Stored data entries:
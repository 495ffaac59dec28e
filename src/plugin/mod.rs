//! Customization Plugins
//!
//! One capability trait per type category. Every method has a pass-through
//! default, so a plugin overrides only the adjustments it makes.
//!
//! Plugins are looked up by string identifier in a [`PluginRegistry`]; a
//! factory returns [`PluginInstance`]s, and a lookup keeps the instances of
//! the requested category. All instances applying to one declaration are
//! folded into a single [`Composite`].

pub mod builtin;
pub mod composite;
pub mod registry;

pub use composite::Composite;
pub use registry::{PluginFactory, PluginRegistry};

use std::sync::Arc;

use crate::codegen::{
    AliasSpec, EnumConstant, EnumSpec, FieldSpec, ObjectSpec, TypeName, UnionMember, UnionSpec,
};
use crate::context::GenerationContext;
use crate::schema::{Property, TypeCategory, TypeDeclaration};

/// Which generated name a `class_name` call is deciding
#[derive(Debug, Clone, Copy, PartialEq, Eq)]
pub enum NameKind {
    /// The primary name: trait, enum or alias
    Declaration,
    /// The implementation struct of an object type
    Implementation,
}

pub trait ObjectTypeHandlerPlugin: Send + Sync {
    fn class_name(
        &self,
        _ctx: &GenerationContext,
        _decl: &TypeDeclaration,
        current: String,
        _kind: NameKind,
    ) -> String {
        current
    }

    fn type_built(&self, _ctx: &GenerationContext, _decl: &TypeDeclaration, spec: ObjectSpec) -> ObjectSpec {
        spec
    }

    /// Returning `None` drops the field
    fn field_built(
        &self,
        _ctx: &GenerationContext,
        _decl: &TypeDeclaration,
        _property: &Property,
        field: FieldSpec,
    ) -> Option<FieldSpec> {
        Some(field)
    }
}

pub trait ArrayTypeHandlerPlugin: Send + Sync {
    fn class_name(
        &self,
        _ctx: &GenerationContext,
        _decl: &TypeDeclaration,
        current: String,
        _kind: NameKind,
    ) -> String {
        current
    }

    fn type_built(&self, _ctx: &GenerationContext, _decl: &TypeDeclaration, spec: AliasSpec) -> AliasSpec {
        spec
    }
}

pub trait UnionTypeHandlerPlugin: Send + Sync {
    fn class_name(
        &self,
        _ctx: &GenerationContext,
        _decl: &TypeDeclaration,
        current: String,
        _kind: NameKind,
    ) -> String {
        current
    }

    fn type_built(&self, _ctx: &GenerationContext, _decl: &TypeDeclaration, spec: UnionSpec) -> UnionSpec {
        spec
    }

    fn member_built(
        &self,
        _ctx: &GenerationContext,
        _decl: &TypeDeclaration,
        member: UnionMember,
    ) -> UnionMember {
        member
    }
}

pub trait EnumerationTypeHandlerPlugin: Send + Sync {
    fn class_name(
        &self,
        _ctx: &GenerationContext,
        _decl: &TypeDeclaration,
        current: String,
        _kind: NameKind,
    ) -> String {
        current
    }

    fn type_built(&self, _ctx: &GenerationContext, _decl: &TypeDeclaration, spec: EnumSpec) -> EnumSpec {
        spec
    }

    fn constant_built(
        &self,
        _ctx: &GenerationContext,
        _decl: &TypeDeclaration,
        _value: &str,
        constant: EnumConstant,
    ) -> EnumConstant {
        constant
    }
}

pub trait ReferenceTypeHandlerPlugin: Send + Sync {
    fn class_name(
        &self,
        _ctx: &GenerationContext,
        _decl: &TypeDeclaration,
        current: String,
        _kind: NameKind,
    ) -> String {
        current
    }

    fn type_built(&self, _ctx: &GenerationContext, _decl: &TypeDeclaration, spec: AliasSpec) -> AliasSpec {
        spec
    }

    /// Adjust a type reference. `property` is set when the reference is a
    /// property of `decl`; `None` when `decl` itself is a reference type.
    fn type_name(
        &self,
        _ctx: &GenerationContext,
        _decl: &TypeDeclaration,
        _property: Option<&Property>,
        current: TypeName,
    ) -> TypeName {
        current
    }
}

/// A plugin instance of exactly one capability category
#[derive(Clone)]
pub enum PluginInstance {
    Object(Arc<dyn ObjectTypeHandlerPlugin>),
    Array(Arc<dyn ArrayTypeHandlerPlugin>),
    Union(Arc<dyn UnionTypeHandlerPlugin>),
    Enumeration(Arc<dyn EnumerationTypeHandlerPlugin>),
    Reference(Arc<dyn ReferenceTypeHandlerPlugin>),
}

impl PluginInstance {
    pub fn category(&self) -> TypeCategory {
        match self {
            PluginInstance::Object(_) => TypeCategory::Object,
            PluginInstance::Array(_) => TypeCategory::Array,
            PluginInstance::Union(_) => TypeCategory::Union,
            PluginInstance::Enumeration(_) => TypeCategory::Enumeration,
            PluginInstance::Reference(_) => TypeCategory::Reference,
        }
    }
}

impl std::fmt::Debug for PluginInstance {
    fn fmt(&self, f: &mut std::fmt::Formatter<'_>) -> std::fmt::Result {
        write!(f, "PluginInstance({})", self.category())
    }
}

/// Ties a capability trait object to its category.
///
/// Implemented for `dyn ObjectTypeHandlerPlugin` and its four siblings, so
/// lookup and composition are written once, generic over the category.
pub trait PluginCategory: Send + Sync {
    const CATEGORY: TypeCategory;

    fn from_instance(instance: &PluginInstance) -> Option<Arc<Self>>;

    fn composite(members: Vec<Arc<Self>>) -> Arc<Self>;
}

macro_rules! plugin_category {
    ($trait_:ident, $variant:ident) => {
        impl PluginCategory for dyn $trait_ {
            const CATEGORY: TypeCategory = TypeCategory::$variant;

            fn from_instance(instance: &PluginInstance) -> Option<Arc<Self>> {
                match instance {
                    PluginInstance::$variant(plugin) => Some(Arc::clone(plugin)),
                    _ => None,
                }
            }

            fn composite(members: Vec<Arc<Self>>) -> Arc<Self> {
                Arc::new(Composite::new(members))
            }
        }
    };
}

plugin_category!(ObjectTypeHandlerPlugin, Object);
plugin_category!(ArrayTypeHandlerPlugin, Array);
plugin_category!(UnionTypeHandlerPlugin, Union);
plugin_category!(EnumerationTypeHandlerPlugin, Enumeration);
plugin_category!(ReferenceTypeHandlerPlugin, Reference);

...

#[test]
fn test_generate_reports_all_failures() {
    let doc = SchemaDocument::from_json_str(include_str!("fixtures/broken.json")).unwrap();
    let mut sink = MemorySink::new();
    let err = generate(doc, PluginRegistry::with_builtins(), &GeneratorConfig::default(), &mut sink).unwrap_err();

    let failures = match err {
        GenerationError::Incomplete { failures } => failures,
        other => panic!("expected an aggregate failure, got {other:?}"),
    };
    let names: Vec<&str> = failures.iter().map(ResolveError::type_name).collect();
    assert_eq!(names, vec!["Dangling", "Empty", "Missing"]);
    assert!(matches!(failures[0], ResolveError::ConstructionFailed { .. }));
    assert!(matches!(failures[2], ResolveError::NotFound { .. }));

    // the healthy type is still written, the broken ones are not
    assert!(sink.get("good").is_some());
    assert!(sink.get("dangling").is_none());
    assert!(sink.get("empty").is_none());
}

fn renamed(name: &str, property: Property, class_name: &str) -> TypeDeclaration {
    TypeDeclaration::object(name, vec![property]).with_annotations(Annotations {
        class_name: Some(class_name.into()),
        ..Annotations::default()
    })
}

- [YOUR GOAL] Your answer should be the exact lines above from the one with "repository 495ffaac59dec28e" through the one with "Plugins are looked", both included, and nothing besides.

- [THE ANSWER]
repository 495ffaac59dec28e
filename src/plugin/mod.rs
//! Customization Plugins
//!
//! One capability trait per type category. Every method has a pass-through
//! default, so a plugin overrides only the adjustments it makes.
//!
//! Plugins are looked up by string identifier in a [`PluginRegistry`]; a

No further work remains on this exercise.